[Material for this task]

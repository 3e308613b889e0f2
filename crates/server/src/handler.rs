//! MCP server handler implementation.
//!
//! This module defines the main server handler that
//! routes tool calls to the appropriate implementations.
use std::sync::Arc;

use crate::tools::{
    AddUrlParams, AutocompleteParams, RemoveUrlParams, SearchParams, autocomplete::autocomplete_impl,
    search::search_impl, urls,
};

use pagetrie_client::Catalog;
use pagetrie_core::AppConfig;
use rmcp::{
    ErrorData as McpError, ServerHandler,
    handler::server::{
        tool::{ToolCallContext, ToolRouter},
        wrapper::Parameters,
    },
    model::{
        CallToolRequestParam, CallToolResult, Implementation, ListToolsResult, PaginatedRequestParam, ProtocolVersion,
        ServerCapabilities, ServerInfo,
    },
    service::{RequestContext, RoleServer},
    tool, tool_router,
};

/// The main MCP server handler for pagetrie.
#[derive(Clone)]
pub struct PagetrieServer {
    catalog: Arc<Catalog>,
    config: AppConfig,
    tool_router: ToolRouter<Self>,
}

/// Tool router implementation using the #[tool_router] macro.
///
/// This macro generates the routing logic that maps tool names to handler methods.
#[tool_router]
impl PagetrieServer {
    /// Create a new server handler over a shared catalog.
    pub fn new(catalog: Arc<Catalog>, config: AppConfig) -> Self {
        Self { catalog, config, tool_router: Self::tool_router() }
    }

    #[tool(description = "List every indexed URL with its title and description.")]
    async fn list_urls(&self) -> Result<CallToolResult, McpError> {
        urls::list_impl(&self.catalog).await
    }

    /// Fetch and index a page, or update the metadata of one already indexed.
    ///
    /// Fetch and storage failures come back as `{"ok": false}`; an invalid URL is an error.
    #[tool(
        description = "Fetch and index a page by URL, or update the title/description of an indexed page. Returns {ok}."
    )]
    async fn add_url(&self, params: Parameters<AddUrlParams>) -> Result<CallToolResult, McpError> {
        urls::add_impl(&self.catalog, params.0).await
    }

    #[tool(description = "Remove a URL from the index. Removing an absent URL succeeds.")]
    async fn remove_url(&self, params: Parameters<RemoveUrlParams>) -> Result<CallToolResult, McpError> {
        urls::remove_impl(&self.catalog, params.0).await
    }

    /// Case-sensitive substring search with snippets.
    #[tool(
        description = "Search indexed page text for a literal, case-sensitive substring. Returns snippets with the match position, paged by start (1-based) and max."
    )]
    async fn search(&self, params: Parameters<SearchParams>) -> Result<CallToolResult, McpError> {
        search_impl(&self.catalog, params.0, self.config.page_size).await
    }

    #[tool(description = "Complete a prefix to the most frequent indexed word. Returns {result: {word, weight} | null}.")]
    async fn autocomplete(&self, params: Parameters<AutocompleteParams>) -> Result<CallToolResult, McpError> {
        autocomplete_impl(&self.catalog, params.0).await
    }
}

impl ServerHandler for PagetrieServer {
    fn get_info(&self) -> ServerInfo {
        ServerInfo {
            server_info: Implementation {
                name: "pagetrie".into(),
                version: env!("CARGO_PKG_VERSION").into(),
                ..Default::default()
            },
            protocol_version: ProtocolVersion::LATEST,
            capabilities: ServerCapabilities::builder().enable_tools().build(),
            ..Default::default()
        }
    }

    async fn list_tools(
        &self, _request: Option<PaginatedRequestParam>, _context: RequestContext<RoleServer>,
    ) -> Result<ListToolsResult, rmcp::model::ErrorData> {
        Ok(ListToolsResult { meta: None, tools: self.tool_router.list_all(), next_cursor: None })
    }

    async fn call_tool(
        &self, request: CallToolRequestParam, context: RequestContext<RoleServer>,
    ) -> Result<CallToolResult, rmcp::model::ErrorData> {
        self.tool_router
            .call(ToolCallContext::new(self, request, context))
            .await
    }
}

[/Material for this task]
[Material for this task]

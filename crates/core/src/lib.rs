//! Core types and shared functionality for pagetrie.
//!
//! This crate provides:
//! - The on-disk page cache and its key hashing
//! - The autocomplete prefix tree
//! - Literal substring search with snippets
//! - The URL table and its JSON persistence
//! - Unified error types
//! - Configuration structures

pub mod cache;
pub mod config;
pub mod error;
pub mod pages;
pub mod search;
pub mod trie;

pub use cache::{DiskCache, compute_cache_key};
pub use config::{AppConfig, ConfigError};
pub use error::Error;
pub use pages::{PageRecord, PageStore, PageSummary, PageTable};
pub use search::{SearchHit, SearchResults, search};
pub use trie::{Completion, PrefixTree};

[/Material for this task]

- _Requirement_
What are the lines, exactly as written above, from the line with "server handler that" to the line with "pub fn new(catalog: Arc<Catalog>, config: AppConfig)", both included? Output only those.

- _Result of this exercise_
//! This module defines the main server handler that
//! routes tool calls to the appropriate implementations.
use std::sync::Arc;

use crate::tools::{
    AddUrlParams, AutocompleteParams, RemoveUrlParams, SearchParams, autocomplete::autocomplete_impl,
    search::search_impl, urls,
};

use pagetrie_client::Catalog;
use pagetrie_core::AppConfig;
use rmcp::{
    ErrorData as McpError, ServerHandler,
    handler::server::{
        tool::{ToolCallContext, ToolRouter},
        wrapper::Parameters,
    },
    model::{
        CallToolRequestParam, CallToolResult, Implementation, ListToolsResult, PaginatedRequestParam, ProtocolVersion,
        ServerCapabilities, ServerInfo,
    },
    service::{RequestContext, RoleServer},
    tool, tool_router,
};

/// The main MCP server handler for pagetrie.
#[derive(Clone)]
pub struct PagetrieServer {
    catalog: Arc<Catalog>,
    config: AppConfig,
    tool_router: ToolRouter<Self>,
}

/// Tool router implementation using the #[tool_router] macro.
///
/// This macro generates the routing logic that maps tool names to handler methods.
#[tool_router]
impl PagetrieServer {
    /// Create a new server handler over a shared catalog.
    pub fn new(catalog: Arc<Catalog>, config: AppConfig) -> Self {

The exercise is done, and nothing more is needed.